* WORK REQUIRED *
Look at the entries below and reproduce them exactly.

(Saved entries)
····················

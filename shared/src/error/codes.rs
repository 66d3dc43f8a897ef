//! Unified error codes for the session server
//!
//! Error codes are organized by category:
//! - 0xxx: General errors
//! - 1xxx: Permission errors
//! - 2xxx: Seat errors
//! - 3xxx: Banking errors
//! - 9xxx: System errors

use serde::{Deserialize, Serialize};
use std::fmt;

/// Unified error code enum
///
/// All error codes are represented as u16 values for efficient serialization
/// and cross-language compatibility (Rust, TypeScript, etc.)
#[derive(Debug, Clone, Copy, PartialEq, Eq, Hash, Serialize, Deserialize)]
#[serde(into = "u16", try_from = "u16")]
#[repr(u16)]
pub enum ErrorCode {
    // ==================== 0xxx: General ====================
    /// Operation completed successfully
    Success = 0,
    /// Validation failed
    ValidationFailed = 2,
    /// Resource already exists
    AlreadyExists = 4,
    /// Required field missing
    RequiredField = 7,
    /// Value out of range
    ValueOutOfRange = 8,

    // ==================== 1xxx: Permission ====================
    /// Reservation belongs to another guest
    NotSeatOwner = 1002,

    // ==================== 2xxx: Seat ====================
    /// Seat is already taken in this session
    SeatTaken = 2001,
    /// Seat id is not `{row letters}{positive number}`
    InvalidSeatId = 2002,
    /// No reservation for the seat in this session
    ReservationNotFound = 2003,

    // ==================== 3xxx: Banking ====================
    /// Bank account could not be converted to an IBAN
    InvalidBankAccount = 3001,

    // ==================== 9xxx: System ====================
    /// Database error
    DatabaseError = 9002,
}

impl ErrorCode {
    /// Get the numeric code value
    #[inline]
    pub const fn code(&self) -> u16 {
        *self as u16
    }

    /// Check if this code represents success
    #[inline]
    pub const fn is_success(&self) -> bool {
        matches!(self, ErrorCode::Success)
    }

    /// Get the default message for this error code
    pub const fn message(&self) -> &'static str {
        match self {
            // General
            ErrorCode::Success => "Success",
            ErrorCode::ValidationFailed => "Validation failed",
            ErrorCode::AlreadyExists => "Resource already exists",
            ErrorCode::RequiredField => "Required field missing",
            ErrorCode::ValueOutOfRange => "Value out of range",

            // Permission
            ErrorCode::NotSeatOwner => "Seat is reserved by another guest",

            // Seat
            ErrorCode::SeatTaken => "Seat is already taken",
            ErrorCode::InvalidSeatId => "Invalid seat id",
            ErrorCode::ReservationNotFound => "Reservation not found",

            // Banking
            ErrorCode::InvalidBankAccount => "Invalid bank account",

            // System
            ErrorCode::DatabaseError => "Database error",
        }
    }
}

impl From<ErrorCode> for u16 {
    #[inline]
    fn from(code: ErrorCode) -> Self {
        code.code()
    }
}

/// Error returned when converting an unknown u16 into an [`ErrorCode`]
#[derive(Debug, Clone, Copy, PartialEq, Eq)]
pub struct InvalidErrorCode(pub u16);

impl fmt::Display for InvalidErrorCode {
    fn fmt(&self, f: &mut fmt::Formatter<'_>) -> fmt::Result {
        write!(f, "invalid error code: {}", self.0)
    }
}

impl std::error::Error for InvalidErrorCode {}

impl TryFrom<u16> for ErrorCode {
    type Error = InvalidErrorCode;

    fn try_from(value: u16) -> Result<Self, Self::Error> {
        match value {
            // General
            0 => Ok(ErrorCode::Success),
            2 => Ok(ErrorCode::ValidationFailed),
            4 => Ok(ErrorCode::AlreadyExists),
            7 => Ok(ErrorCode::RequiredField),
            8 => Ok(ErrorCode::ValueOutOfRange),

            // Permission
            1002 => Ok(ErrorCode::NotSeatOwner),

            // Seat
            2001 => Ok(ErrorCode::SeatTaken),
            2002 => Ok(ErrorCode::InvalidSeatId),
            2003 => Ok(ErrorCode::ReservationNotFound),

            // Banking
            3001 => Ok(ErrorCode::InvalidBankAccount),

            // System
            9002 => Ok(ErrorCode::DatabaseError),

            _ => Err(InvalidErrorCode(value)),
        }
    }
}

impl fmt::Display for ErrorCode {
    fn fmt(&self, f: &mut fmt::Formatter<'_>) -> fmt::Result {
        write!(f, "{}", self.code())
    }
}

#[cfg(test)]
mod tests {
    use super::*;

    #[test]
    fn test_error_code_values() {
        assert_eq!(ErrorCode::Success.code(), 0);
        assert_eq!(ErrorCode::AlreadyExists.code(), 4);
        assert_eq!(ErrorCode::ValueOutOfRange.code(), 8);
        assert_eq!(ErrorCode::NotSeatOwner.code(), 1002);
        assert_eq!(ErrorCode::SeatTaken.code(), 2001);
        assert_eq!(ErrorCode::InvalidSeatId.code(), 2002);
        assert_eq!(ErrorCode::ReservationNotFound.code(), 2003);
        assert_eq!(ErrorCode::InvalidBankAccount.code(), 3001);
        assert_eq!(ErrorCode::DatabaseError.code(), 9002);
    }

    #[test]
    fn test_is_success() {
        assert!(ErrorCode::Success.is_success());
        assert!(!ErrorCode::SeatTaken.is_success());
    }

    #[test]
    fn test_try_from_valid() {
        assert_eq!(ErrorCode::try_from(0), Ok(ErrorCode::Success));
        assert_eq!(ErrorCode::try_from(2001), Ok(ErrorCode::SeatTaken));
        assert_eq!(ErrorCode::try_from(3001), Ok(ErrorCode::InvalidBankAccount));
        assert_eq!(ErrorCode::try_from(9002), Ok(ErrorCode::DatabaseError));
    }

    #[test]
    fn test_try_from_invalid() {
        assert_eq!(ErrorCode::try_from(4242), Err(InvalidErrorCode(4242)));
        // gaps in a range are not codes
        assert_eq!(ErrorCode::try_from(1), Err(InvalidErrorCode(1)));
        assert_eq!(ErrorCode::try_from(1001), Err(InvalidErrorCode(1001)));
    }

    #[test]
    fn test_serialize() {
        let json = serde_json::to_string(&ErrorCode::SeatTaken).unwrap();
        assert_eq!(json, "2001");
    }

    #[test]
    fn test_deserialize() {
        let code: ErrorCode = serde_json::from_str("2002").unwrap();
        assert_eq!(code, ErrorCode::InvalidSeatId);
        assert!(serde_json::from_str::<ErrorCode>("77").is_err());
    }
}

····················

* RESULT OF THE TASK *
filename shared/src/error/codes.rs
repository 66d3dc43f8a897ef
//! Unified error codes for the session server
//!
//! Error codes are organized by category:
//! - 0xxx: General errors
//! - 1xxx: Permission errors
//! - 2xxx: Seat errors
//! - 3xxx: Banking errors
//! - 9xxx: System errors

use serde::{Deserialize, Serialize};
use std::fmt;

/// Unified error code enum
///
/// All error codes are represented as u16 values for efficient serialization
/// and cross-language compatibility (Rust, TypeScript, etc.)
#[derive(Debug, Clone, Copy, PartialEq, Eq, Hash, Serialize, Deserialize)]
#[serde(into = "u16", try_from = "u16")]
#[repr(u16)]
pub enum ErrorCode {
    // ==================== 0xxx: General ====================
    /// Operation completed successfully
    Success = 0,
    /// Validation failed
    ValidationFailed = 2,
    /// Resource already exists
    AlreadyExists = 4,
    /// Required field missing
    RequiredField = 7,
    /// Value out of range
    ValueOutOfRange = 8,

    // ==================== 1xxx: Permission ====================
    /// Reservation belongs to another guest
    NotSeatOwner = 1002,

    // ==================== 2xxx: Seat ====================
    /// Seat is already taken in this session
    SeatTaken = 2001,
    /// Seat id is not `{row letters}{positive number}`
    InvalidSeatId = 2002,
    /// No reservation for the seat in this session
    ReservationNotFound = 2003,

    // ==================== 3xxx: Banking ====================
    /// Bank account could not be converted to an IBAN
    InvalidBankAccount = 3001,

    // ==================== 9xxx: System ====================
    /// Database error
    DatabaseError = 9002,
}

impl ErrorCode {
    /// Get the numeric code value
    #[inline]
    pub const fn code(&self) -> u16 {
        *self as u16
    }

    /// Check if this code represents success
    #[inline]
    pub const fn is_success(&self) -> bool {
        matches!(self, ErrorCode::Success)
    }

    /// Get the default message for this error code
    pub const fn message(&self) -> &'static str {
        match self {
            // General
            ErrorCode::Success => "Success",
            ErrorCode::ValidationFailed => "Validation failed",
            ErrorCode::AlreadyExists => "Resource already exists",
            ErrorCode::RequiredField => "Required field missing",
            ErrorCode::ValueOutOfRange => "Value out of range",

            // Permission
            ErrorCode::NotSeatOwner => "Seat is reserved by another guest",

            // Seat
            ErrorCode::SeatTaken => "Seat is already taken",
            ErrorCode::InvalidSeatId => "Invalid seat id",
            ErrorCode::ReservationNotFound => "Reservation not found",

            // Banking
            ErrorCode::InvalidBankAccount => "Invalid bank account",

            // System
            ErrorCode::DatabaseError => "Database error",
        }
    }
}

impl From<ErrorCode> for u16 {
    #[inline]
    fn from(code: ErrorCode) -> Self {
        code.code()
    }
}

/// Error returned when converting an unknown u16 into an [`ErrorCode`]
#[derive(Debug, Clone, Copy, PartialEq, Eq)]
pub struct InvalidErrorCode(pub u16);

impl fmt::Display for InvalidErrorCode {
    fn fmt(&self, f: &mut fmt::Formatter<'_>) -> fmt::Result {
        write!(f, "invalid error code: {}", self.0)
    }
}

impl std::error::Error for InvalidErrorCode {}

impl TryFrom<u16> for ErrorCode {
    type Error = InvalidErrorCode;

    fn try_from(value: u16) -> Result<Self, Self::Error> {
        match value {
            // General
            0 => Ok(ErrorCode::Success),
            2 => Ok(ErrorCode::ValidationFailed),
            4 => Ok(ErrorCode::AlreadyExists),
            7 => Ok(ErrorCode::RequiredField),
            8 => Ok(ErrorCode::ValueOutOfRange),

            // Permission
            1002 => Ok(ErrorCode::NotSeatOwner),

            // Seat
            2001 => Ok(ErrorCode::SeatTaken),
            2002 => Ok(ErrorCode::InvalidSeatId),
            2003 => Ok(ErrorCode::ReservationNotFound),

            // Banking
            3001 => Ok(ErrorCode::InvalidBankAccount),

            // System
            9002 => Ok(ErrorCode::DatabaseError),

            _ => Err(InvalidErrorCode(value)),
        }
    }
}

impl fmt::Display for ErrorCode {
    fn fmt(&self, f: &mut fmt::Formatter<'_>) -> fmt::Result {
        write!(f, "{}", self.code())
    }
}

#[cfg(test)]
mod tests {
    use super::*;

    #[test]
    fn test_error_code_values() {
        assert_eq!(ErrorCode::Success.code(), 0);
        assert_eq!(ErrorCode::AlreadyExists.code(), 4);
        assert_eq!(ErrorCode::ValueOutOfRange.code(), 8);
        assert_eq!(ErrorCode::NotSeatOwner.code(), 1002);
        assert_eq!(ErrorCode::SeatTaken.code(), 2001);
        assert_eq!(ErrorCode::InvalidSeatId.code(), 2002);
        assert_eq!(ErrorCode::ReservationNotFound.code(), 2003);
        assert_eq!(ErrorCode::InvalidBankAccount.code(), 3001);
        assert_eq!(ErrorCode::DatabaseError.code(), 9002);
    }

    #[test]
    fn test_is_success() {
        assert!(ErrorCode::Success.is_success());
        assert!(!ErrorCode::SeatTaken.is_success());
    }

    #[test]
    fn test_try_from_valid() {
        assert_eq!(ErrorCode::try_from(0), Ok(ErrorCode::Success));
        assert_eq!(ErrorCode::try_from(2001), Ok(ErrorCode::SeatTaken));
        assert_eq!(ErrorCode::try_from(3001), Ok(ErrorCode::InvalidBankAccount));
        assert_eq!(ErrorCode::try_from(9002), Ok(ErrorCode::DatabaseError));
    }

    #[test]
    fn test_try_from_invalid() {
        assert_eq!(ErrorCode::try_from(4242), Err(InvalidErrorCode(4242)));
        // gaps in a range are not codes
        assert_eq!(ErrorCode::try_from(1), Err(InvalidErrorCode(1)));
        assert_eq!(ErrorCode::try_from(1001), Err(InvalidErrorCode(1001)));
    }

    #[test]
    fn test_serialize() {
        let json = serde_json::to_string(&ErrorCode::SeatTaken).unwrap();
        assert_eq!(json, "2001");
    }

    #[test]
    fn test_deserialize() {
        let code: ErrorCode = serde_json::from_str("2002").unwrap();
        assert_eq!(code, ErrorCode::InvalidSeatId);
        assert!(serde_json::from_str::<ErrorCode>("77").is_err());
    }
}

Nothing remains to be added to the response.